Aref was one of the potential candidates for the presidential elections held in June 2013. He said that he would not stand if Khatami ran, but after Khatami declined, Aref announced that he would run in the election. He registered on 11 May 2013 and was confirmed by the Guardian Council. His major goals were lowering the unemployment rate and resolving high inflation. He pledged an extra 1 million jobs annually, which would include 200 thousand jobs from tourism development. He also added that if elected, his administration would bolster Iran's international relations and would find a "political solution" to closing the "[nuclear] dossier once and for all". Aref said he would remain "committed to the law" throughout the election process, promising to implement an economic plan to propel the country out of inflation, and to achieve development and progress. Aref censured the foreign policy of the Ahmadinejad's administration, vowing to improve Iran's diplomatic ties with other countries if elected president. He added that the next administration can have friendly ties with the world and improve the conditions in the country through such relations. Aref also said he would pursue and implement plans to further the presence and participation of the youth in various arenas of the country.

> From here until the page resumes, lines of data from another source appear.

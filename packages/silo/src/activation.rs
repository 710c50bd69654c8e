//! Grain activation actor.
//!
//! One actor per activation. The actor mailbox is the grain's message
//! queue, so turns never interleave.

use std::marker::PhantomData;
use std::sync::Arc;
use std::sync::atomic::{AtomicBool, AtomicI64, Ordering};

use chrono::{DateTime, Utc};
use ractor::{Actor, ActorProcessingErr, ActorRef};
use silo_core::{DeactivationReason, GrainAddress, SiloEvent};
use tokio::sync::watch;

use crate::error::GrainError;
use crate::grain::{Grain, GrainContext};
use crate::messages::GrainMessage;
use crate::runtime::SiloRuntime;

/// Outcome of `on_activate`; `None` while it is still running.
pub(crate) type ActivationOutcome = Option<Result<(), GrainError>>;

/// Activation bookkeeping shared with the catalog.
#[derive(Debug)]
pub(crate) struct ActivationHandle {
    last_used_ms: AtomicI64,
    deactivating: AtomicBool,
    outcome: watch::Sender<ActivationOutcome>,
}

impl ActivationHandle {
    pub fn new() -> Self {
        let (outcome, _) = watch::channel(None);
        Self {
            last_used_ms: AtomicI64::new(Utc::now().timestamp_millis()),
            deactivating: AtomicBool::new(false),
            outcome,
        }
    }

    pub fn touch(&self) {
        self.last_used_ms
            .store(Utc::now().timestamp_millis(), Ordering::Relaxed);
    }

    pub fn last_used(&self) -> DateTime<Utc> {
        DateTime::from_timestamp_millis(self.last_used_ms.load(Ordering::Relaxed))
            .unwrap_or_default()
    }

    pub fn mark_deactivating(&self) {
        self.deactivating.store(true, Ordering::Release);
    }

    pub fn is_deactivating(&self) -> bool {
        self.deactivating.load(Ordering::Acquire)
    }

    pub fn activated(&self) {
        self.settle(Ok(()));
    }

    /// Record a failed activation. No-op once an outcome is known.
    pub fn failed(&self, error: GrainError) {
        self.settle(Err(error));
    }

    fn settle(&self, result: Result<(), GrainError>) {
        self.outcome.send_if_modified(|outcome| {
            if outcome.is_some() {
                return false;
            }
            *outcome = Some(result);
            true
        });
    }

    pub fn is_pending(&self) -> bool {
        self.outcome.borrow().is_none()
    }

    /// Snapshot of the activation outcome.
    pub fn outcome(&self) -> ActivationOutcome {
        self.outcome.borrow().clone()
    }

    pub fn failure(&self) -> Option<GrainError> {
        match &*self.outcome.borrow() {
            Some(Err(e)) => Some(e.clone()),
            _ => None,
        }
    }

    /// Wait until `on_activate` has finished.
    pub async fn ready(&self) -> Result<(), GrainError> {
        let mut outcome = self.outcome.subscribe();
        let settled = outcome
            .wait_for(Option::is_some)
            .await
            .map(|settled| (*settled).clone());
        // The sender lives in `self`, so the wait cannot fail
        settled.ok().flatten().unwrap_or(Ok(()))
    }
}

/// Everything an activation needs besides the grain itself.
pub(crate) struct ActivationSeed {
    pub address: GrainAddress,
    pub runtime: Arc<SiloRuntime>,
    pub handle: Arc<ActivationHandle>,
}

/// Activation actor arguments.
pub(crate) struct ActivationArgs<G> {
    pub grain: G,
    pub seed: ActivationSeed,
}

/// State for the activation actor.
pub(crate) struct ActivationState<G> {
    grain: G,
    ctx: GrainContext,
    handle: Arc<ActivationHandle>,
    /// Set when `on_activate` failed; every call is answered with it.
    failure: Option<GrainError>,
    deactivation: Option<DeactivationReason>,
}

/// Activation actor for grains of type `G`.
pub(crate) struct GrainActivation<G>(PhantomData<fn() -> G>);

impl<G> GrainActivation<G> {
    pub fn new() -> Self {
        Self(PhantomData)
    }
}

impl<G: Grain> ActivationState<G> {
    async fn deactivate(&mut self, myself: &ActorRef<GrainMessage>, reason: DeactivationReason) {
        self.handle.mark_deactivating();
        self.deactivation = Some(reason);
        self.ctx.cancel_all_timers();

        if self.failure.is_none() {
            self.grain.on_deactivate(&mut self.ctx, reason).await;
        }

        tracing::info!(
            "Deactivating {} ({}): {}",
            self.ctx.id(),
            self.ctx.activation_id(),
            reason
        );
        myself.stop(Some(reason.to_string()));
    }
}

impl<G: Grain> Actor for GrainActivation<G> {
    type Msg = GrainMessage;
    type State = ActivationState<G>;
    type Arguments = ActivationArgs<G>;

    async fn pre_start(
        &self,
        myself: ActorRef<Self::Msg>,
        args: Self::Arguments,
    ) -> Result<Self::State, ActorProcessingErr> {
        let ActivationArgs { grain, seed } = args;
        tracing::debug!(
            "Starting activation {} of {}",
            seed.address.activation,
            seed.address.grain
        );

        Ok(ActivationState {
            grain,
            ctx: GrainContext::new(seed.address, seed.runtime, myself),
            handle: seed.handle,
            failure: None,
            deactivation: None,
        })
    }

    async fn post_start(
        &self,
        myself: ActorRef<Self::Msg>,
        state: &mut Self::State,
    ) -> Result<(), ActorProcessingErr> {
        match state.grain.on_activate(&mut state.ctx).await {
            Ok(()) => {
                tracing::info!("Activated {} on {}", state.ctx.id(), state.ctx.silo());
                state.ctx.runtime().emit(SiloEvent::GrainActivated {
                    address: state.ctx.address().clone(),
                    timestamp: Utc::now(),
                });
                state.handle.activated();
            }
            Err(e) => {
                tracing::warn!("Activation of {} failed: {}", state.ctx.id(), e);
                state.ctx.runtime().emit(SiloEvent::ActivationFailed {
                    grain: state.ctx.id().clone(),
                    error: e.to_string(),
                    timestamp: Utc::now(),
                });
                let failure = GrainError::ActivationFailed {
                    grain: state.ctx.id().clone(),
                    reason: e.to_string(),
                };
                state.handle.failed(failure.clone());
                state.failure = Some(failure);
                state.handle.mark_deactivating();
                // Calls queued during on_activate are answered before this
                myself.send_message(GrainMessage::Deactivate {
                    reason: DeactivationReason::ActivationFailed,
                })?;
            }
        }
        state.handle.touch();
        Ok(())
    }

    async fn handle(
        &self,
        myself: ActorRef<Self::Msg>,
        message: Self::Msg,
        state: &mut Self::State,
    ) -> Result<(), ActorProcessingErr> {
        if state.deactivation.is_some() {
            // Stop is pending; calls still queued learn why, the rest is dropped
            if let (GrainMessage::Invoke { reply, .. }, Some(failure)) = (message, &state.failure) {
                let _ = reply.send(Err(failure.clone()));
            }
            return Ok(());
        }

        match message {
            GrainMessage::Invoke {
                method,
                payload,
                reply,
            } => {
                if let Some(failure) = &state.failure {
                    let _ = reply.send(Err(failure.clone()));
                    return Ok(());
                }

                state.handle.touch();
                let result = state.grain.invoke(&mut state.ctx, &method, payload).await;
                state.handle.touch();

                if let Err(e) = &result {
                    tracing::debug!("{}::{} failed: {}", state.ctx.id(), method, e);
                }
                let _ = reply.send(result);
            }

            GrainMessage::OneWay { method, payload } => {
                if state.failure.is_some() {
                    return Ok(());
                }

                state.handle.touch();
                let result = state.grain.invoke(&mut state.ctx, &method, payload).await;
                state.handle.touch();

                if let Err(e) = result {
                    tracing::warn!("One-way {}::{} failed: {}", state.ctx.id(), method, e);
                }
            }

            GrainMessage::Reminder { name, status } => {
                if state.failure.is_some() {
                    return Ok(());
                }

                state.handle.touch();
                if let Err(e) = state
                    .grain
                    .receive_reminder(&mut state.ctx, &name, status)
                    .await
                {
                    tracing::warn!("Reminder {} on {} failed: {}", name, state.ctx.id(), e);
                }
                state.handle.touch();
            }

            GrainMessage::Timer { name, generation } => {
                // Ticks queued before the timer was cancelled or replaced are skipped
                if state.failure.is_some() || !state.ctx.is_current_tick(&name, generation) {
                    return Ok(());
                }

                if let Err(e) = state.grain.on_timer(&mut state.ctx, &name).await {
                    tracing::warn!("Timer {} on {} failed: {}", name, state.ctx.id(), e);
                }
            }

            GrainMessage::StreamItem { item } => {
                if state.failure.is_some() {
                    return Ok(());
                }

                state.handle.touch();
                let stream = item.stream.clone();
                if let Err(e) = state.grain.on_stream_item(&mut state.ctx, item).await {
                    tracing::warn!(
                        "Stream item from {} on {} failed: {}",
                        stream,
                        state.ctx.id(),
                        e
                    );
                }
                state.handle.touch();
            }

            GrainMessage::Deactivate { reason } => {
                state.deactivate(&myself, reason).await;
                return Ok(());
            }

            GrainMessage::IdleSince { reply } => {
                let _ = reply.send(state.handle.last_used());
            }
        }

        if state.ctx.take_deactivation_request() {
            state
                .deactivate(&myself, DeactivationReason::Requested)
                .await;
        }

        Ok(())
    }

    async fn post_stop(
        &self,
        _myself: ActorRef<Self::Msg>,
        state: &mut Self::State,
    ) -> Result<(), ActorProcessingErr> {
        state.ctx.cancel_all_timers();
        state.handle.mark_deactivating();
        state
            .handle
            .failed(GrainError::Deactivating(state.ctx.id().clone()));

        let reason = state
            .deactivation
            .unwrap_or(DeactivationReason::SiloShutdown);
        state.ctx.runtime().emit(SiloEvent::GrainDeactivated {
            address: state.ctx.address().clone(),
            reason,
            timestamp: Utc::now(),
        });
        Ok(())
    }
}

Vowing to tackle unemployment, Aref said he aimed all-out development in various political, cultural, economic, and social fields.
By implementing the subsidy reform plan I will put bread on the tables. I have come to eradicate inflation and create one million job opportunities every year

Aref also said he is a reformist, and reform means safeguarding the ideals of the Islamic Revolution, accountability, and encouraging popular participation. He also called for investigation of alleged fraud in the 2009 election, and trial of effects in Death of Neda Agha Soltan and other deaths in the 2009–2010 Iranian election protests.

Aref announced his decision to drop out of the election in a statement issued late on 11 June 2013, in which he said the decision was made after he received suggestions from former President Mohammad Khatami, who advised him to stand aside. He also called on the Iranian people to vote en masse in the upcoming presidential election to create a political epic and maintain the dignity of the Islamic Republic of Iran.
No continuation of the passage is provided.